§ AIM OF THE EXERCISE
A word-for-word repetition of all the entries is needed.

___ EXTRACTED DATA

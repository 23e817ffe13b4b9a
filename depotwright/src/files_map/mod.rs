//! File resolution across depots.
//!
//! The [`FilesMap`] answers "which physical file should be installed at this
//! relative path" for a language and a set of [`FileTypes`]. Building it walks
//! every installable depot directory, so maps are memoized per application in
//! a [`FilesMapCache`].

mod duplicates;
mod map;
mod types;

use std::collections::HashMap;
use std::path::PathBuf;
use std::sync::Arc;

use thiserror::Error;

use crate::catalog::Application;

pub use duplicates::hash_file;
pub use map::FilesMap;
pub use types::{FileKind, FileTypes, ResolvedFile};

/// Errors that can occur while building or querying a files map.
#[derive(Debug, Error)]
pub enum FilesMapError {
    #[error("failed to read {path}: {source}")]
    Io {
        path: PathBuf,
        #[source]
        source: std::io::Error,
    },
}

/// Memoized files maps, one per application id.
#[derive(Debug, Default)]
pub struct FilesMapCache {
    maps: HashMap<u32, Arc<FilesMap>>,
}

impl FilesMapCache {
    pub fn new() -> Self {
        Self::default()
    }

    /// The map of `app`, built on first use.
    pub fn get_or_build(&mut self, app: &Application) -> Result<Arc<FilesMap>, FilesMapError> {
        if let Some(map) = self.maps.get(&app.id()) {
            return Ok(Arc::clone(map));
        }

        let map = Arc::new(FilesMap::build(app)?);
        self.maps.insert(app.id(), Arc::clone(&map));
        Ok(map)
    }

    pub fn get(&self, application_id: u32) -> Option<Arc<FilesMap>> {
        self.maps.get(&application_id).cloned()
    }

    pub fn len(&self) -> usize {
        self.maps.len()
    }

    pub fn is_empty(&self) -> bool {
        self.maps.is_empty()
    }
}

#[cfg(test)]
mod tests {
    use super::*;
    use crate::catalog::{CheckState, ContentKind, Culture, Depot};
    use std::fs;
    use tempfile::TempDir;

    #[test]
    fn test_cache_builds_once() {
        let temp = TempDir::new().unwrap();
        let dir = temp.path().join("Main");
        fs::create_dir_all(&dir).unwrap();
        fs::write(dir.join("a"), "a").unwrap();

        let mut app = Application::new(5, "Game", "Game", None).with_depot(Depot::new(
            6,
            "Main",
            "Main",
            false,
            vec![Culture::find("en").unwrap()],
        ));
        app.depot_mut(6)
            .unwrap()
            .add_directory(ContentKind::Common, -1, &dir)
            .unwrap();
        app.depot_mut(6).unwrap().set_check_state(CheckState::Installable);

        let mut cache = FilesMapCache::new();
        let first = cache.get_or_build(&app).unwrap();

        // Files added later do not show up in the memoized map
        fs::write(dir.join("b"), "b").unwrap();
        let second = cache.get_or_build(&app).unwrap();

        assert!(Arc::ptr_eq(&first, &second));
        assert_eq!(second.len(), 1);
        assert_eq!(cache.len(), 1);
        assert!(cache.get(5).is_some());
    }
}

______

§ WRITTEN SOLUTION
repository 23e817ffe13b4b9a
filename depotwright/src/files_map/mod.rs
//! File resolution across depots.
//!
//! The [`FilesMap`] answers "which physical file should be installed at this
//! relative path" for a language and a set of [`FileTypes`]. Building it walks
//! every installable depot directory, so maps are memoized per application in
//! a [`FilesMapCache`].

mod duplicates;
mod map;
mod types;

use std::collections::HashMap;
use std::path::PathBuf;
use std::sync::Arc;

use thiserror::Error;

use crate::catalog::Application;

pub use duplicates::hash_file;
pub use map::FilesMap;
pub use types::{FileKind, FileTypes, ResolvedFile};

/// Errors that can occur while building or querying a files map.
#[derive(Debug, Error)]
pub enum FilesMapError {
    #[error("failed to read {path}: {source}")]
    Io {
        path: PathBuf,
        #[source]
        source: std::io::Error,
    },
}

/// Memoized files maps, one per application id.
#[derive(Debug, Default)]
pub struct FilesMapCache {
    maps: HashMap<u32, Arc<FilesMap>>,
}

impl FilesMapCache {
    pub fn new() -> Self {
        Self::default()
    }

    /// The map of `app`, built on first use.
    pub fn get_or_build(&mut self, app: &Application) -> Result<Arc<FilesMap>, FilesMapError> {
        if let Some(map) = self.maps.get(&app.id()) {
            return Ok(Arc::clone(map));
        }

        let map = Arc::new(FilesMap::build(app)?);
        self.maps.insert(app.id(), Arc::clone(&map));
        Ok(map)
    }

    pub fn get(&self, application_id: u32) -> Option<Arc<FilesMap>> {
        self.maps.get(&application_id).cloned()
    }

    pub fn len(&self) -> usize {
        self.maps.len()
    }

    pub fn is_empty(&self) -> bool {
        self.maps.is_empty()
    }
}

#[cfg(test)]
mod tests {
    use super::*;
    use crate::catalog::{CheckState, ContentKind, Culture, Depot};
    use std::fs;
    use tempfile::TempDir;

    #[test]
    fn test_cache_builds_once() {
        let temp = TempDir::new().unwrap();
        let dir = temp.path().join("Main");
        fs::create_dir_all(&dir).unwrap();
        fs::write(dir.join("a"), "a").unwrap();

        let mut app = Application::new(5, "Game", "Game", None).with_depot(Depot::new(
            6,
            "Main",
            "Main",
            false,
            vec![Culture::find("en").unwrap()],
        ));
        app.depot_mut(6)
            .unwrap()
            .add_directory(ContentKind::Common, -1, &dir)
            .unwrap();
        app.depot_mut(6).unwrap().set_check_state(CheckState::Installable);

        let mut cache = FilesMapCache::new();
        let first = cache.get_or_build(&app).unwrap();

        // Files added later do not show up in the memoized map
        fs::write(dir.join("b"), "b").unwrap();
        let second = cache.get_or_build(&app).unwrap();

        assert!(Arc::ptr_eq(&first, &second));
        assert_eq!(second.len(), 1);
        assert_eq!(cache.len(), 1);
        assert!(cache.get(5).is_some());
    }
}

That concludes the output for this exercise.